ABSTRACT

In this chapter I question the primary emphasis on repetitive enactments in mainstream relational theory and practice. I argue that this emphasis has given relational psychoanalysis a pathology-oriented cast, and encouraged an over-focus on the “trailing edge” as opposed to the “forward edge” (Tolpin, 2002) of the patient’s motivations and communications. I also argue that the theoretical “superstructure” underpinning the focus on enactments—including (1) the positioning of dissociation as the fundamental organizing principle of the psyche, and (2) a view of the psyche as constituted by multiple self-states—provides an insufficient conceptual foundation for understanding the minds, struggles, and therapeutic needs of our patients.

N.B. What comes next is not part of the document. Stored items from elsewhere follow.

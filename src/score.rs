//! Weighted aggregation of factor scores.

use anyhow::{bail, Result};

use crate::factors::FactorScores;

/// Tolerance on the weight-sum invariant.
const WEIGHT_SUM_TOLERANCE: f64 = 1e-3;

/// Fixed weights over the seven factors. Must sum to 1.0 (±0.001).
#[derive(Debug, Clone, Copy, PartialEq)]
pub struct FactorWeights {
    pub past_results: f64,
    pub course_fit: f64,
    pub time_index: f64,
    pub last_3f: f64,
    pub popularity: f64,
    pub pedigree: f64,
    pub running_style: f64,
}

impl Default for FactorWeights {
    fn default() -> Self {
        FactorWeights {
            past_results: 0.25,
            time_index: 0.18,
            last_3f: 0.14,
            course_fit: 0.12,
            popularity: 0.12,
            pedigree: 0.10,
            running_style: 0.09,
        }
    }
}

impl FactorWeights {
    pub fn get(&self, name: &str) -> Option<f64> {
        match name {
            "past_results" => Some(self.past_results),
            "course_fit" => Some(self.course_fit),
            "time_index" => Some(self.time_index),
            "last_3f" => Some(self.last_3f),
            "popularity" => Some(self.popularity),
            "pedigree" => Some(self.pedigree),
            "running_style" => Some(self.running_style),
            _ => None,
        }
    }

    pub fn sum(&self) -> f64 {
        self.past_results
            + self.course_fit
            + self.time_index
            + self.last_3f
            + self.popularity
            + self.pedigree
            + self.running_style
    }

    /// Check the weight-sum invariant.
    pub fn validate(&self) -> Result<()> {
        let sum = self.sum();
        if (sum - 1.0).abs() > WEIGHT_SUM_TOLERANCE {
            bail!("factor weights sum to {sum}, expected 1.0");
        }
        Ok(())
    }

    /// Weighted total over the factors that produced a score, re-normalized
    /// by the weight mass of those factors. `None` when every factor is
    /// missing.
    pub fn weighted_total(&self, scores: &FactorScores) -> Option<f64> {
        let mut total = 0.0;
        let mut weight_sum = 0.0;

        for (name, score) in scores.iter() {
            if let (Some(score), Some(weight)) = (score, self.get(name)) {
                total += score * weight;
                weight_sum += weight;
            }
        }

        if weight_sum > 0.0 {
            Some(total / weight_sum)
        } else {
            None
        }
    }
}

While it may provide a powerful model of the “cracks and warps” in the psyche, it does not offer a sufficient account of “the bedrock of the psyche” and how it is formed. To address these imbalances, I propose an expanded conceptual framework based on the concept of “needed relationships” (Stern, 2017). Patients are always seeking the relational experiences they need, even as they recreate (co-create) versions of their early debilitating relationships. In support of this expanded model, I review the extensive literature (from Sullivan, 1954, to the present) describing various aspects of patients’ forward edge motivations. I then suggest that there is convergence among many theorists from diverse theoretical traditions implicating a fundamental principle of both healthy development and analytic transformation and growth—namely a principle of recurrent matching or meeting patients in state-specific ways that support the patient’s self-consolidation, self-articulation, and forward movement toward their own developmental aims. It is these experiences that form “the bedrock of the psyche.” Finally, I illustrate the clinical implications of this expanded relational framework in a case vignette.